I often work with INCLUDE, but I never understood the MERGE. What are its uses and advantages?
Include and Merge are separate things but are meant to be used together.
Include is used to reuse layouts, simple as that. But this creates a problem because every layout defined in Android needs to start with a parent tag (a ViewGroup) that will contain all the elements of your layout.
If you simply use one layout within the other (with include), you may end up having one parent inside another parent, for example a LinearLayout within another LinearLayout. This is too bad for the hierarchical structure of views on Android. That's where the merge tag can help you.
The only way you can create a reusable layout, without having to specify a parent tag (a ViewGroup such as LinearLayout) is by using the merge tag.
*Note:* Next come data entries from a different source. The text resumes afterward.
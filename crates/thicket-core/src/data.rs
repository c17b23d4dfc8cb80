// crates/thicket-core/src/data.rs

//! Leaf-level value types shared across the workspace.
//!
//! These mirror the `Data` variants of `spec.md` §3 ("Label") and the
//! selector metadata (`SelData`) used to describe memory-node layout.

use serde::{Deserialize, Serialize};
use std::fmt;

/// Index of a component (tree automaton) within a forest automaton's root
/// vector. `0`-based.
#[derive(Clone, Copy, Debug, Serialize, Deserialize, PartialEq, Eq, PartialOrd, Ord, Hash)]
pub struct RootIdx(pub u32);

impl RootIdx {
    /// Construct a new root index.
    #[inline]
    #[must_use]
    pub const fn new(i: u32) -> Self {
        Self(i)
    }

    /// The index as `usize`, for vector indexing.
    #[inline]
    #[must_use]
    pub fn index(self) -> usize {
        self.0 as usize
    }
}

impl fmt::Display for RootIdx {
    fn fmt(&self, f: &mut fmt::Formatter<'_>) -> fmt::Result {
        write!(f, "r{}", self.0)
    }
}

impl From<usize> for RootIdx {
    #[inline]
    fn from(i: usize) -> Self {
        Self(u32::try_from(i).unwrap_or(u32::MAX))
    }
}

/// Byte offset within a memory node (selector offset, displacement, etc).
pub type Offset = u32;

/// Selector descriptor: where a child pointer lies inside a memory node.
///
/// `(offset, size, displacement)` as named in `spec.md` §3.
#[derive(Clone, Copy, Debug, Serialize, Deserialize, PartialEq, Eq, Hash)]
pub struct SelData {
    /// Byte offset of the selector within its owning node.
    pub offset: Offset,
    /// Size in bytes of the value stored at the selector.
    pub size: Offset,
    /// Displacement applied to a reference read through this selector
    /// (non-zero for interior/`displ` pointers).
    pub displacement: i32,
}

impl SelData {
    /// Construct a new selector descriptor.
    #[inline]
    #[must_use]
    pub const fn new(offset: Offset, size: Offset, displacement: i32) -> Self {
        Self {
            offset,
            size,
            displacement,
        }
    }
}

/// A leaf-level data value, as carried by a data-leaf transition in a tree
/// automaton (`spec.md` §3, "Data label").
#[derive(Clone, Debug, Serialize, Deserialize, PartialEq, Eq, Hash)]
pub enum Data {
    /// A concrete (bounded) integer.
    Int(i64),
    /// A boolean.
    Bool(bool),
    /// The null pointer value.
    Null,
    /// An uninitialized / don't-care value.
    Undef,
    /// An opaque native pointer the analyzer does not interpret further.
    NativePtr(u64),
    /// A reference to another component of the enclosing forest automaton,
    /// read with displacement `displ` from the component's root.
    Ref {
        /// The referenced component.
        root: RootIdx,
        /// Displacement from the referenced component's entry.
        displ: i32,
    },
    /// A composite record of (offset, value) pairs, used for small
    /// structs embedded directly in a node's data leaf.
    Struct(Vec<(Offset, Box<Data>)>),
    /// A symbolic range used by the finite-height abstraction to collapse
    /// wide sets of concrete integers (e.g., the red/black sentinel color
    /// field of `sll-rb-sentinel`).
    CustomRange { lo: i64, hi: i64 },
}

impl Data {
    /// Whether this value is a reference to another forest-automaton root.
    #[inline]
    #[must_use]
    pub fn as_ref_target(&self) -> Option<(RootIdx, i32)> {
        match *self {
            Data::Ref { root, displ } => Some((root, displ)),
            _ => None,
        }
    }

    /// `true` for `Null`/`Undef`, the two "non-pointer, non-error" sentinels.
    #[inline]
    #[must_use]
    pub fn is_sentinel(&self) -> bool {
        matches!(self, Data::Null | Data::Undef)
    }
}

impl fmt::Display for Data {
    fn fmt(&self, f: &mut fmt::Formatter<'_>) -> fmt::Result {
        match self {
            Data::Int(n) => write!(f, "{n}"),
            Data::Bool(b) => write!(f, "{b}"),
            Data::Null => write!(f, "NULL"),
            Data::Undef => write!(f, "undef"),
            Data::NativePtr(p) => write!(f, "native:0x{p:x}"),
            Data::Ref { root, displ } => write!(f, "&{root}+{displ}"),
            Data::Struct(fields) => {
                write!(f, "{{")?;
                for (i, (off, v)) in fields.iter().enumerate() {
                    if i > 0 {
                        write!(f, ", ")?;
                    }
                    write!(f, "{off}:{v}")?;
                }
                write!(f, "}}")
            }
            Data::CustomRange { lo, hi } => write!(f, "[{lo}..={hi}]"),
        }
    }
}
It will be disregarded when the system joins the two layouts.
In this example, the merge tag replaces the use of a ViewGroup (LinearLayout, RelativeLayout, FrameLayout, etc.) to contain two buttons.
<merge xmlns:android="http://schemas.android.com/apk/res/android">
<Button
android:layout_width="fill_parent"
android:layout_height="wrap_content"
android:text="@string/add"/>
<Button
android:layout_width="fill_parent"
android:layout_height="wrap_content"
android:text="@string/delete"/>
</merge>
With this layout, when you use the include tag to use it, the system will place 2 buttons directly into the destination layout by ignoring the merge tag.